— Work required —
Give the data again exactly, stopping after the "is otherwise preserved." line.

Saved data entries
============================================================

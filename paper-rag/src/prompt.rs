//! Prompt builder: labeled context blocks under a character budget.

use crate::candidate::Candidate;
use crate::mode::AnswerMode;

/// Build the user prompt for `mode` with ranked context compacted into at
/// most `max_chars` of context text.
///
/// Each block is headed `[Context i - Paper ID: x, Chunk n] title`. Modes
/// that reason across papers get the blocks grouped per paper, in order of
/// each paper's first appearance. Ranking order is otherwise preserved.
pub fn build_user_prompt(
    mode: AnswerMode,
    question: &str,
    ctx: &[Candidate],
    max_chars: usize,
) -> String {
    let mut out = String::new();
    out.push_str("Question:\n");
    out.push_str(mode.generation_question(question.trim()).as_str());
    out.push_str("\n\n");

    if ctx.is_empty() {
        return out;
    }

    let ordered = if mode.groups_by_paper() {
        group_by_paper(ctx)
    } else {
        ctx.iter().collect()
    };

    out.push_str("Context:\n");
    let mut budget = max_chars;
    let mut current_paper: Option<&str> = None;

    for (i, c) in ordered.iter().enumerate() {
        if mode.groups_by_paper() && current_paper != Some(c.paper_id()) {
            current_paper = Some(c.paper_id());
            let group = format!("\n## Paper {}\n", c.paper_id());
            if group.len() >= budget {
                break;
            }
            out.push_str(&group);
            budget -= group.len();
        }

        let header = format!(
            "[Context {} - Paper ID: {}, Chunk {}] {}\n",
            i + 1,
            c.paper_id(),
            c.chunk.position,
            c.chunk.meta.title.trim()
        );
        let text = c.chunk.text.trim();

        if header.len() >= budget {
            break;
        }
        out.push_str(&header);
        budget -= header.len();

        let take = budget.saturating_sub(2);
        if text.len() > take {
            out.push_str(safe_truncate(text, take));
            out.push_str("\n…\n");
            break;
        }
        out.push_str(text);
        out.push('\n');
        budget -= text.len() + 1;
    }

    out.push('\n');
    out.push_str("Answer using only the context above and cite papers by their Paper ID.\n");
    out
}

fn group_by_paper(ctx: &[Candidate]) -> Vec<&Candidate> {
    let mut papers: Vec<&str> = Vec::new();
    for c in ctx {
        if !papers.contains(&c.paper_id()) {
            papers.push(c.paper_id());
        }
    }
    papers
        .into_iter()
        .flat_map(move |p| ctx.iter().filter(move |c| c.paper_id() == p))
        .collect()
}

/// Longest prefix of `s` no longer than `max` bytes ending on a char boundary.
pub(crate) fn safe_truncate(s: &str, max: usize) -> &str {
    if s.len() <= max {
        s
    } else {
        let mut end = max;
        while end > 0 && !s.is_char_boundary(end) {
            end -= 1;
        }
        &s[..end]
    }
}
//! Append-only query log and usage statistics.

use std::collections::HashMap;
use std::future::Future;
use std::io;
use std::path::{Path, PathBuf};
use std::pin::Pin;

use chrono::{DateTime, Utc};
use serde::{Deserialize, Serialize};
use tokio::io::AsyncWriteExt;
use tokio::sync::Mutex;
use tracing::{debug, warn};

use crate::api_types::PipelineState;
use crate::mode::AnswerMode;

/// One record per finished query (successful or failed). Never mutated.
#[derive(Clone, Debug, PartialEq, Serialize, Deserialize)]
pub struct QueryLogEntry {
    pub query: String,
    pub answer: String,
    pub paper_ids: Vec<String>,
    pub chunk_count: usize,
    pub mode: AnswerMode,
    pub generator: String,
    pub elapsed_ms: u64,
    pub created_at: DateTime<Utc>,
    pub final_state: PipelineState,
    #[serde(default)]
    pub degraded: bool,
    #[serde(default, skip_serializing_if = "Option::is_none")]
    pub failure: Option<String>,
}

pub type LogFuture<'a> = Pin<Box<dyn Future<Output = io::Result<()>> + Send + 'a>>;

/// Destination for log entries. Failures are reported to the caller, who
/// only warns about them.
pub trait QueryLogSink: Send + Sync {
    fn append<'a>(&'a self, entry: &'a QueryLogEntry) -> LogFuture<'a>;
}

/// JSON-lines file, one entry per line.
pub struct JsonlQueryLog {
    path: PathBuf,
    // Serializes appends so concurrent lines never interleave.
    write_lock: Mutex<()>,
}

impl JsonlQueryLog {
    pub fn new(path: impl Into<PathBuf>) -> Self {
        Self {
            path: path.into(),
            write_lock: Mutex::new(()),
        }
    }

    pub fn path(&self) -> &Path {
        &self.path
    }

    /// Reads every well-formed entry. A missing file is an empty log;
    /// malformed lines are skipped with a warning.
    pub async fn read_all(&self) -> io::Result<Vec<QueryLogEntry>> {
        let raw = match tokio::fs::read_to_string(&self.path).await {
            Ok(s) => s,
            Err(e) if e.kind() == io::ErrorKind::NotFound => return Ok(Vec::new()),
            Err(e) => return Err(e),
        };
        let mut out = Vec::new();
        for (lineno, line) in raw.lines().enumerate() {
            if line.trim().is_empty() {
                continue;
            }
            match serde_json::from_str(line) {
                Ok(e) => out.push(e),
                Err(e) => warn!(line = lineno + 1, error = %e, "skipping malformed query log line"),
            }
        }
        Ok(out)
    }
}

impl QueryLogSink for JsonlQueryLog {
    fn append<'a>(&'a self, entry: &'a QueryLogEntry) -> LogFuture<'a> {
        Box::pin(async move {
            let mut line = serde_json::to_string(entry).map_err(io::Error::other)?;
            line.push('\n');

            let _guard = self.write_lock.lock().await;
            let mut f = tokio::fs::OpenOptions::new()
                .create(true)
                .append(true)
                .open(&self.path)
                .await?;
            f.write_all(line.as_bytes()).await?;
            f.flush().await?;
            debug!(path = %self.path.display(), "query logged");
            Ok(())
        })
    }
}

/// In-process log, for tests and embedded analytics.
#[derive(Default)]
pub struct MemoryQueryLog {
    entries: Mutex<Vec<QueryLogEntry>>,
}

impl MemoryQueryLog {
    pub fn new() -> Self {
        Self::default()
    }

    pub async fn entries(&self) -> Vec<QueryLogEntry> {
        self.entries.lock().await.clone()
    }
}

impl QueryLogSink for MemoryQueryLog {
    fn append<'a>(&'a self, entry: &'a QueryLogEntry) -> LogFuture<'a> {
        Box::pin(async move {
            self.entries.lock().await.push(entry.clone());
            Ok(())
        })
    }
}

#[derive(Clone, Debug, Default, PartialEq, Serialize)]
pub struct QueryStats {
    pub total_queries: usize,
    pub avg_elapsed_ms: f64,
    /// `(query, count)`, most frequent first.
    pub most_common_queries: Vec<(String, usize)>,
    /// `(paper_id, times used)`, most used first.
    pub top_papers: Vec<(String, usize)>,
}

/// Aggregates `entries` keeping the `top_n` most frequent queries and papers.
/// Ties are ordered alphabetically.
pub fn query_stats(entries: &[QueryLogEntry], top_n: usize) -> QueryStats {
    if entries.is_empty() {
        return QueryStats::default();
    }
    let total = entries.len();
    let avg = entries.iter().map(|e| e.elapsed_ms as f64).sum::<f64>() / total as f64;

    let mut queries: HashMap<&str, usize> = HashMap::new();
    let mut papers: HashMap<&str, usize> = HashMap::new();
    for e in entries {
        *queries.entry(e.query.as_str()).or_default() += 1;
        for p in &e.paper_ids {
            *papers.entry(p.as_str()).or_default() += 1;
        }
    }

    QueryStats {
        total_queries: total,
        avg_elapsed_ms: avg,
        most_common_queries: top(queries, top_n),
        top_papers: top(papers, top_n),
    }
}

fn top(counts: HashMap<&str, usize>, n: usize) -> Vec<(String, usize)> {
    let mut v: Vec<(String, usize)> = counts
        .into_iter()
        .map(|(k, c)| (k.to_string(), c))
        .collect();
    v.sort_by(|a, b| b.1.cmp(&a.1).then_with(|| a.0.cmp(&b.0)));
    v.truncate(n);
    v
}

#[cfg(test)]
mod tests {
    use super::*;

    fn entry(query: &str, papers: &[&str], ms: u64) -> QueryLogEntry {
        QueryLogEntry {
            query: query.into(),
            answer: "a".into(),
            paper_ids: papers.iter().map(|p| p.to_string()).collect(),
            chunk_count: papers.len(),
            mode: AnswerMode::Concise,
            generator: "extractive".into(),
            elapsed_ms: ms,
            created_at: Utc::now(),
            final_state: PipelineState::Logged,
            degraded: false,
            failure: None,
        }
    }

    #[test]
    fn stats_count_queries_and_papers() {
        let entries = vec![
            entry("gnn", &["p1", "p2"], 10),
            entry("gnn", &["p1"], 20),
            entry("rl", &["p3"], 30),
        ];
        let s = query_stats(&entries, 2);
        assert_eq!(s.total_queries, 3);
        assert!((s.avg_elapsed_ms - 20.0).abs() < 1e-9);
        assert_eq!(s.most_common_queries[0], ("gnn".to_string(), 2));
        assert_eq!(s.top_papers, vec![("p1".to_string(), 2), ("p2".to_string(), 1)]);
    }

    #[test]
    fn empty_log_has_zero_stats() {
        assert_eq!(query_stats(&[], 5), QueryStats::default());
    }

    #[tokio::test]
    async fn jsonl_appends_and_reads_back() {
        let path = std::env::temp_dir().join(format!(
            "paper-rag-log-{}-{}.jsonl",
            std::process::id(),
            Utc::now().timestamp_nanos_opt().unwrap_or_default()
        ));
        let log = JsonlQueryLog::new(&path);
        assert!(log.read_all().await.unwrap().is_empty());

        log.append(&entry("one", &["p1"], 5)).await.unwrap();
        log.append(&entry("two", &[], 7)).await.unwrap();
        let back = log.read_all().await.unwrap();
        assert_eq!(back.len(), 2);
        assert_eq!(back[1].query, "two");

        let _ = tokio::fs::remove_file(&path).await;
    }
}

============================================================

— Answer —
filename paper-rag/src/prompt.rs
//! Prompt builder: labeled context blocks under a character budget.

use crate::candidate::Candidate;
use crate::mode::AnswerMode;

/// Build the user prompt for `mode` with ranked context compacted into at
/// most `max_chars` of context text.
///
/// Each block is headed `[Context i - Paper ID: x, Chunk n] title`. Modes
/// that reason across papers get the blocks grouped per paper, in order of
/// each paper's first appearance. Ranking order is otherwise preserved.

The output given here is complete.